Mesh : Humans Intraocular Pressure / physiology Retrospective Studies Female Lasers, Semiconductor / therapeutic use Male Middle Aged Ciliary Body / surgery Laser Coagulation / methods Sclera / surgery Aged Visual Acuity / physiology Glaucoma / surgery physiopathology Follow-Up Studies Adult Treatment Outcome Tonometry, Ocular Glaucoma, Neovascular / surgery physiopathology Aged, 80 and over Adolescent Young Adult

来  源:   DOI:10.1097/IJG.0000000000002346

Abstract:
CONCLUSIONS: Transscleral diode laser cyclophotocoagulation (TDLC) is effective and safe in a large population and different types of glaucoma but is least effective in the neovascular glaucoma (NVG) group.
OBJECTIVE: We aimed to investigate the clinical outcomes of TDLC in a large cohort of patients with different types of refractory glaucoma.
METHODS: Using patient charts, we retrospectively analyzed the success and complications of TDLC performed on eyes categorized into 6 groups: primary glaucoma (116 eyes), trauma (41 eyes), NVG (84 eyes), post-vitreoretinal surgery (post-VRS, 79 eyes), penetrating keratoplasty (47 eyes), and miscellaneous (40 eyes). Failure was defined as intraocular pressure (IOP) >22 mm Hg or <5 mm Hg, the need for further glaucoma surgery, and the loss of light perception during follow-up.

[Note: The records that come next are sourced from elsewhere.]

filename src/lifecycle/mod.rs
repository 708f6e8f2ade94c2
use std::collections::BTreeMap;

pub mod balance;
pub mod board;
pub mod form;
pub mod policy;
pub mod store;

#[cfg(test)]
pub(crate) mod test_support;

/// Field-scoped validation messages, keyed by the wire name of the field.
/// `general` holds errors that belong to no single field.
pub type FieldErrors = BTreeMap<&'static str, String>;
use serde::{Deserialize, Serialize};
use utoipa::ToSchema;

use super::absence::{AbsenceRequest, AbsenceStatus};
use super::id::Id;

#[derive(Debug, Clone, PartialEq, Serialize, ToSchema)]
pub struct ColumnView {
    pub id: AbsenceStatus,
    #[schema(example = "Pending")]
    pub title: String,
    pub count: usize,
    pub items: Vec<AbsenceRequest>,
}

/// Snapshot of the four status columns.
#[derive(Debug, Clone, PartialEq, Serialize, ToSchema)]
pub struct BoardView {
    pub columns: Vec<ColumnView>,
    #[schema(example = "Failed to load absence requests. Please try again.")]
    pub error: Option<String>,
}

#[cfg(test)]
impl BoardView {
    pub fn column(&self, status: AbsenceStatus) -> Option<&ColumnView> {
        self.columns.iter().find(|column| column.id == status)
    }
}

/// Drop event delivered by the drag-and-drop layer.
#[derive(Debug, Clone, PartialEq, Serialize, Deserialize, ToSchema)]
pub struct DragEvent {
    pub source_column_id: AbsenceStatus,
    /// Absent when the ticket was dropped outside every column.
    #[serde(default)]
    pub dest_column_id: Option<AbsenceStatus>,
    pub source_index: usize,
    #[serde(default)]
    pub dest_index: usize,
    #[serde(default)]
    #[schema(value_type = Option<String>, example = "17")]
    pub dragged_item_id: Option<Id>,
}
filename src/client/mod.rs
pub mod api;
pub mod upstream;
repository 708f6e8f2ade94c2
use actix_web::{HttpResponse, Responder, web};
use chrono::{Datelike, Utc};
use serde::Deserialize;
use serde_json::json;
use tracing::{info, instrument};
use utoipa::IntoParams;

use super::settle;
use crate::auth::auth::Session;
use crate::client::upstream::Upstream;
use crate::lifecycle::balance::validate_balance_update;
use crate::model::id::Id;
use crate::model::leave_balance::{BalanceUpdate, LeaveBalance};
use crate::utils::board_cache::BoardCache;

#[derive(Debug, Deserialize, IntoParams)]
#[into_params(parameter_in = Query)]
pub struct YearQuery {
    /// Balance year, defaults to the current year
    pub year: Option<i32>,
}

#[derive(Debug, Deserialize, IntoParams)]
#[serde(rename_all = "camelCase")]
#[into_params(parameter_in = Query)]
pub struct TeamQuery {
    /// Restrict to one department
    pub department_id: Option<String>,
    /// Balance year, defaults to the current year
    pub year: Option<i32>,
}

fn year_or_current(year: Option<i32>) -> i32 {
    year.unwrap_or_else(|| Utc::now().year())
}

/* =========================
Own balance
========================= */
#[utoipa::path(
    get,
    path = "/api/leave-balances/me",
    params(YearQuery),
    responses(
        (status = 200, description = "Signed-in employee's balance", body = LeaveBalance),
        (status = 401, description = "Unauthorized"),
        (status = 404, description = "No balance recorded for that year")
    ),
    security(
        ("bearer_auth" = [])
    ),
    tag = "Leave balance"
)]
#[instrument(skip(upstream, boards, session), fields(user_id = %session.user_id))]
pub async fn my_balance(
    session: Session,
    query: web::Query<YearQuery>,
    upstream: web::Data<dyn Upstream>,
    boards: web::Data<BoardCache>,
) -> actix_web::Result<impl Responder> {
    let year = year_or_current(query.year);
    let balance = settle(
        upstream.balances(&session).current_balance(year).await,
        &boards,
        &session,
    )
    .await?;
    Ok(HttpResponse::Ok().json(balance))
}

/* =========================
Team balances (Manager/Admin)
========================= */
#[utoipa::path(
    get,
    path = "/api/leave-balances/team",
    params(TeamQuery),
    responses(
        (status = 200, description = "Balances of the caller's team", body = [LeaveBalance]),
        (status = 401, description = "Unauthorized"),
        (status = 403, description = "Forbidden")
    ),
    security(
        ("bearer_auth" = [])
    ),
    tag = "Leave balance"
)]
#[instrument(skip(upstream, boards, session), fields(user_id = %session.user_id))]
pub async fn team_balances(
    session: Session,
    query: web::Query<TeamQuery>,
    upstream: web::Data<dyn Upstream>,
    boards: web::Data<BoardCache>,
) -> actix_web::Result<impl Responder> {
    session.require_manager_or_admin()?;

    let year = year_or_current(query.year);
    let balances = settle(
        upstream
            .balances(&session)
            .team_balances(query.department_id.as_deref(), year)
            .await,
        &boards,
        &session,
    )
    .await?;
    Ok(HttpResponse::Ok().json(balances))
}

/* =========================
One employee's balance (Manager/Admin)
========================= */
#[utoipa::path(
    get,
    path = "/api/leave-balances/{employee_id}",
    params(
        ("employee_id" = String, Path, description = "Employee account id"),
        YearQuery
    ),
    responses(
        (status = 200, description = "Employee balance", body = LeaveBalance),
        (status = 401, description = "Unauthorized"),
        (status = 403, description = "Forbidden"),
        (status = 404, description = "No balance recorded")
    ),
    security(
        ("bearer_auth" = [])
    ),
    tag = "Leave balance"
)]
#[instrument(skip(upstream, boards, session), fields(user_id = %session.user_id))]
pub async fn employee_balance(
    session: Session,
    path: web::Path<String>,
    query: web::Query<YearQuery>,
    upstream: web::Data<dyn Upstream>,
    boards: web::Data<BoardCache>,
) -> actix_web::Result<impl Responder> {
    session.require_manager_or_admin()?;

    let employee_id = Id::new(path.into_inner());
    let year = year_or_current(query.year);
    let balance = settle(
        upstream
            .balances(&session)
            .employee_balance(&employee_id, year)
            .await,
        &boards,
        &session,
    )
    .await?;
    Ok(HttpResponse::Ok().json(balance))
}

/* =========================
Update allotment (Admin)
========================= */
#[utoipa::path(
    put,
    path = "/api/leave-balances/{employee_id}",
    params(
        ("employee_id" = String, Path, description = "Employee account id")
    ),
    request_body(content = BalanceUpdate, content_type = "application/json"),
    responses(
        (status = 200, description = "Balance updated", body = LeaveBalance),
        (status = 400, description = "Validation failed", body = Object, example = json!({
            "errors": { "year": "Year is required" }
        })),
        (status = 401, description = "Unauthorized"),
        (status = 403, description = "Forbidden")
    ),
    security(
        ("bearer_auth" = [])
    ),
    tag = "Leave balance"
)]
#[instrument(skip(upstream, boards, session), fields(user_id = %session.user_id))]
pub async fn update_balance(
    session: Session,
    path: web::Path<String>,
    payload: web::Json<BalanceUpdate>,
    upstream: web::Data<dyn Upstream>,
    boards: web::Data<BoardCache>,
) -> actix_web::Result<impl Responder> {
    session.require_admin()?;

    let errors = validate_balance_update(&payload);
    if !errors.is_empty() {
        return Ok(HttpResponse::BadRequest().json(json!({ "errors": errors })));
    }

    let employee_id = Id::new(path.into_inner());
    let balance = settle(
        upstream
            .balances(&session)
            .update_balance(&employee_id, &payload)
            .await,
        &boards,
        &session,
    )
    .await?;

    info!(%employee_id, "Leave balance updated");
    Ok(HttpResponse::Ok().json(balance))
}
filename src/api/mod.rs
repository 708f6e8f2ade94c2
use tracing::warn;

use crate::auth::auth::Session;
use crate::error::ApiError;
use crate::lifecycle::store::StoreError;
use crate::utils::board_cache::BoardCache;

pub mod absence;
pub mod board;
pub mod leave_balance;

/// Maps an upstream result for a handler. A rejected token tears the
/// session's board down before the 401 goes out.
pub(crate) async fn settle<T>(
    result: Result<T, StoreError>,
    boards: &BoardCache,
    session: &Session,
) -> Result<T, ApiError> {
    match result {
        Ok(value) => Ok(value),
        Err(err) => {
            if matches!(err, StoreError::Unauthorized) {
                teardown(boards, session).await;
            }
            Err(ApiError::from(err))
        }
    }
}

pub(crate) async fn teardown(boards: &BoardCache, session: &Session) {
    warn!(user_id = %session.user_id, "Upstream rejected session, evicting board");
    boards.evict(session).await;
}

/// Reloads the caller's board after a status change made outside the board.
pub(crate) async fn refresh_cached_board(boards: &BoardCache, session: &Session) {
    if let Some(board) = boards.existing(session).await {
        if let Err(e) = board.refresh().await {
            warn!(error = %e, "Board refresh after status change failed");
            if matches!(e, StoreError::Unauthorized) {
                teardown(boards, session).await;
            }
        }
    }
}

#[cfg(test)]
pub(crate) mod testing {
    use std::sync::Arc;
    use std::time::{Duration, SystemTime, UNIX_EPOCH};

    use crate::auth::jwt::issue_test_token;
    use crate::client::upstream::Upstream;
    use crate::config::Config;
    use crate::lifecycle::store::{AbsenceStore, LeaveBalanceStore};
    use crate::lifecycle::test_support::RecordingStore;
    use crate::model::{id::Id, role::Role};
    use crate::models::Claims;
    use crate::auth::auth::Session;
    use crate::utils::board_cache::BoardCache;

    pub(crate) const SECRET: &str = "test-secret";

    pub(crate) struct FakeUpstream(pub RecordingStore);

    impl Upstream for FakeUpstream {
        fn absences(&self, _: &Session) -> Arc<dyn AbsenceStore> {
            Arc::new(self.0.clone())
        }

        fn balances(&self, _: &Session) -> Arc<dyn LeaveBalanceStore> {
            Arc::new(self.0.clone())
        }
    }

    pub(crate) fn config() -> Config {
        Config::from_lookup(|key| match key {
            "SERVER_ADDR" => Some("127.0.0.1:0".to_string()),
            "JWT_SECRET" => Some(SECRET.to_string()),
            _ => None,
        })
        .expect("test config")
    }

    pub(crate) fn boards() -> BoardCache {
        BoardCache::new(100, Duration::from_secs(60))
    }

    pub(crate) fn bearer(user_id: &str, role: Role) -> (&'static str, String) {
        let exp = SystemTime::now()
            .duration_since(UNIX_EPOCH)
            .unwrap()
            .as_secs() as usize
            + 600;
        let token = issue_test_token(
            &Claims {
                sub: Id::new(user_id),
                role,
                exp,
                name: None,
            },
            SECRET,
        );
        ("Authorization", format!("Bearer {token}"))
    }

    /// Builds the protected API (no rate limiter) over a recording store.
    macro_rules! test_app {
        ($store:expr, $boards:expr) => {
            actix_web::test::init_service(
                actix_web::App::new()
                    .app_data(actix_web::web::Data::new($crate::api::testing::config()))
                    .app_data(actix_web::web::Data::from(std::sync::Arc::new(
                        $crate::api::testing::FakeUpstream($store.clone()),
                    )
                        as std::sync::Arc<dyn $crate::client::upstream::Upstream>))
                    .app_data(actix_web::web::Data::new($boards.clone()))
                    .service(
                        actix_web::web::scope("/api")
                            .wrap(actix_web::middleware::from_fn(
                                $crate::auth::middleware::auth_middleware,
                            ))
                            .service($crate::routes::logout_resource())
                            .configure($crate::routes::api_services),
                    ),
            )
            .await
        };
    }

    pub(crate) use test_app;
}
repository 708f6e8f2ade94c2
use anyhow::{Context, Result, anyhow};
use std::env;
use std::str::FromStr;
use std::time::Duration;

#[derive(Clone, Debug)]
pub struct Config {
    pub server_addr: String,
    pub jwt_secret: String,
    pub upstream_api_url: String,
    pub api_prefix: String,

    // Rate limiting
    pub rate_protected_per_min: u32,
    pub rate_logout_per_min: u32,

    // Per-session board cache
    pub board_cache_ttl: Duration,
    pub board_cache_capacity: u64,

    pub log_dir: String,
    pub log_level: String,
}

impl Config {
    pub fn from_env() -> Result<Self> {
        Self::from_lookup(|key| env::var(key).ok())
    }

    /// Builds the config from any key lookup; `from_env` passes the process environment.
    pub fn from_lookup(lookup: impl Fn(&str) -> Option<String>) -> Result<Self> {
        let required = |key: &str| {
            lookup(key)
                .filter(|v| !v.trim().is_empty())
                .ok_or_else(|| anyhow!("{key} must be set"))
        };
        let or_default = |key: &str, default: &str| lookup(key).unwrap_or_else(|| default.to_string());

        Ok(Self {
            server_addr: required("SERVER_ADDR")?,
            jwt_secret: required("JWT_SECRET")?,
            upstream_api_url: or_default("UPSTREAM_API_URL", "http://localhost:3001/api"),
            api_prefix: or_default("API_PREFIX", "/api"),

            rate_protected_per_min: parse_or(&lookup, "RATE_PROTECTED_PER_MIN", 1000)?,
            rate_logout_per_min: parse_or(&lookup, "RATE_LOGOUT_PER_MIN", 60)?,

            board_cache_ttl: Duration::from_secs(parse_or(&lookup, "BOARD_CACHE_TTL_SECS", 1800)?),
            board_cache_capacity: parse_or(&lookup, "BOARD_CACHE_CAPACITY", 10_000)?,

            log_dir: or_default("LOG_DIR", "logs"),
            log_level: or_default("LOG_LEVEL", "debug"),
        })
    }
}

fn parse_or<T>(lookup: &impl Fn(&str) -> Option<String>, key: &str, default: T) -> Result<T>
where
    T: FromStr,
    T::Err: std::error::Error + Send + Sync + 'static,
{
    match lookup(key) {
        Some(raw) => raw
            .trim()
            .parse()
            .with_context(|| format!("{key} has an invalid value: {raw}")),
        None => Ok(default),
    }
}

#[cfg(test)]
mod tests {
    use super::*;
    use std::collections::HashMap;

    fn lookup(pairs: &[(&str, &str)]) -> impl Fn(&str) -> Option<String> {
        let vars: HashMap<String, String> = pairs
            .iter()
            .map(|(k, v)| (k.to_string(), v.to_string()))
            .collect();
        move |key| vars.get(key).cloned()
    }

    #[test]
    fn applies_defaults_for_optional_settings() {
        let config = Config::from_lookup(lookup(&[
            ("SERVER_ADDR", "127.0.0.1:8080"),
            ("JWT_SECRET", "shared"),
        ]))
        .expect("config loads");

        assert_eq!(config.upstream_api_url, "http://localhost:3001/api");
        assert_eq!(config.api_prefix, "/api");
        assert_eq!(config.rate_protected_per_min, 1000);
        assert_eq!(config.rate_logout_per_min, 60);
        assert_eq!(config.board_cache_ttl, Duration::from_secs(1800));
        assert_eq!(config.board_cache_capacity, 10_000);
        assert_eq!(config.log_level, "debug");
    }

    #[test]
    fn missing_required_and_malformed_values_are_errors() {
        let missing = Config::from_lookup(lookup(&[("SERVER_ADDR", "127.0.0.1:8080")]));
        assert!(missing.unwrap_err().to_string().contains("JWT_SECRET"));

        let malformed = Config::from_lookup(lookup(&[
            ("SERVER_ADDR", "127.0.0.1:8080"),
            ("JWT_SECRET", "shared"),
            ("RATE_PROTECTED_PER_MIN", "lots"),
        ]));
        assert!(
            malformed
                .unwrap_err()
                .to_string()
                .contains("RATE_PROTECTED_PER_MIN")
        );
    }
}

RESULTS: Overall, the mean follow-up time was 33.4 ± 17.4 months, the mean total energy delivered was 109.2 ± 56.5 J, and the mean IOP reduction rate was 41.8%. Total energy delivered and IOP reduction rates were similar between the groups (all P > 0.05). The probability of success at 36 months was 71.5%, 70.7%, 55.9%, 77.2%, 72.3%, and 72.5% in primary glaucoma, trauma, NVG, post-VRS, penetrating keratoplasty, and miscellaneous groups, respectively. The NVG group showed a significantly lower success rate ( P = 0.009) than the other groups. Significant complications consisted of phthisis bulbi in 1 eye (0.2%) in the NVG group and chronic hypotony in 7 eyes (1.7%) in the NVG (3 eyes), trauma (2 eyes), post-VRS (1 eye), and primary glaucoma (1 eye) groups.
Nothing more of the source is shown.